Especialistas apontam vários fatores que podem estar contribuindo para essa mudança de comportamento entre os eleitores mais jovens:
- Representatividade política: a bancada do PT na Câmara possui média de idade próxima a 60 anos, o que pode aumentar a percepção de distanciamento entre a juventude e o partido.
- Ascensão de vozes da direita nas redes sociais: figuras políticas e influenciadores com mensagens alinhadas à direita têm conquistado ressonância entre a chamada geração Z, adotando linguagens e formatos mais próximos dos hábitos digitais desse público.

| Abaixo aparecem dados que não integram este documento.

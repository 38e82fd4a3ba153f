//! Markdown renderers for wallboard groups.
//!
//! # Responsibility
//! - Dispatch each group to the layout selected by `Settings::display_as`.
//! - Own the cell helpers shared by both layouts (image, link, field value).
//!
//! # Invariants
//! - Groups are emitted in `Groups` order, each headed by `# <groupTag>`.
//! - A layout failure empties its own group and never aborts the run.
//! - Note titles and field values reach a table cell only through
//!   [`escape_cell`], so every row keeps the header's cell count.

pub mod gallery;
pub mod table;

use crate::model::note::{Groups, Note};
use crate::model::settings::{DisplayAs, Settings};
use crate::wallboard::computed::{compute_field, is_computed_field};
use log::error;
use std::error::Error;
use std::fmt::{Display, Formatter};

/// Soft line break used between the parts of one gallery cell.
pub const CELL_BREAK: &str = "<br>";

/// Failure to render one group.
#[derive(Debug, Clone, PartialEq, Eq)]
pub enum RenderError {
    /// The layout is accepted by the settings grammar but has no renderer.
    UnsupportedLayout(DisplayAs),
}

impl Display for RenderError {
    fn fmt(&self, f: &mut Formatter<'_>) -> std::fmt::Result {
        match self {
            Self::UnsupportedLayout(layout) => {
                write!(f, "unsupported display layout `{}`", layout.as_str())
            }
        }
    }
}

impl Error for RenderError {}

/// Renders every group and joins the blocks with blank lines.
pub fn render_groups(settings: &Settings, groups: &Groups) -> String {
    let mut blocks = Vec::with_capacity(groups.len());
    for (tag, notes) in groups {
        match render_group(settings, tag, notes) {
            Ok(block) => blocks.push(block),
            Err(err) => {
                error!(
                    "event=render_group module=wallboard status=error error_code=unsupported_layout group={} error={}",
                    tag, err
                );
            }
        }
    }
    blocks.join("\n\n")
}

/// Renders one group with the configured layout.
pub fn render_group(settings: &Settings, tag: &str, notes: &[Note]) -> Result<String, RenderError> {
    let lines = match settings.display_as {
        DisplayAs::Gallery => gallery::render_gallery(settings, notes),
        DisplayAs::Table => table::render_table(settings, notes),
        DisplayAs::List => return Err(RenderError::UnsupportedLayout(DisplayAs::List)),
    };

    let mut block = format!("# {tag}");
    for line in lines {
        block.push('\n');
        block.push_str(&line);
    }
    Ok(block)
}

/// Markdown image sized to `image_width`, when images are shown and present.
pub fn image_markdown(note: &Note, settings: &Settings) -> Option<String> {
    if !settings.show_image {
        return None;
    }
    note.image.as_ref().map(|image| {
        format!(
            "![{}\\|{}]({})",
            image.file_name, settings.image_width, image.url
        )
    })
}

/// Link to the note's canonical URL.
pub fn title_link(note: &Note, settings: &Settings) -> String {
    format!(
        "[{}]({}{})",
        escape_cell(&note.title),
        settings.note_url_base,
        note.uuid
    )
}

/// Display value of one field: computed, inline, or `None` when absent.
pub fn field_value(note: &Note, name: &str, settings: &Settings) -> Option<String> {
    if is_computed_field(name) {
        return Some(compute_field(name, note, settings));
    }
    note.field_value(name).map(|value| escape_cell(value.trim()))
}

/// Escapes every bare `|` as `\|`; already escaped pipes are kept.
pub fn escape_cell(text: &str) -> String {
    let mut escaped = String::with_capacity(text.len());
    let mut after_backslash = false;
    for ch in text.chars() {
        if ch == '|' && !after_backslash {
            escaped.push('\\');
        }
        after_backslash = ch == '\\' && !after_backslash;
        escaped.push(ch);
    }
    escaped
}

/// Number of cells in one rendered table row, ignoring escaped pipes.
#[cfg(test)]
pub(crate) fn cell_count(row: &str) -> usize {
    let mut bare_pipes = 0;
    let mut previous = None;
    for ch in row.chars() {
        if ch == '|' && previous != Some('\\') {
            bare_pipes += 1;
        }
        previous = Some(ch);
    }
    bare_pipes - 1
}

/// Formats one markdown table row from its cells.
pub(crate) fn table_row<I, S>(cells: I) -> String
where
    I: IntoIterator<Item = S>,
    S: AsRef<str>,
{
    let mut row = String::from("|");
    for cell in cells {
        row.push_str(cell.as_ref());
        row.push('|');
    }
    row
}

- Desemprego elevado entre jovens: a taxa de desemprego na faixa de 16 a 24 anos está em 11,4%, bem acima da média nacional de 5,1%, segundo dados oficiais. A condição econômica tende a influenciar negativamente a avaliação do governo entre eleitores diretamente afetados pela falta de oportunidades.
Em resposta ao cenário, o Partido dos Trabalhadores (PT) intensificou recentemente suas ações de comunicação nas redes sociais, investindo cerca de R$ 400 mil em impulsionamento de posts no Instagram e Facebook nos últimos dias. Desde o ano passado, o partido também teria gasto mais de R$ 2 milhões com artistas e influenciadores digitais para promover programas do governo, numa tentativa de reconectar a imagem da gestão com públicos mais jovens e engajados digitalmente.
Os números divulgados pelo Datafolha, portanto, sinalizam que a campanha presidencial de 2026 caminha para um processo competitivo, com desafios claros para o atual mandatário, sobretudo na manutenção de apoios tradicionais e na conquista de novos segmentos do eleitorado.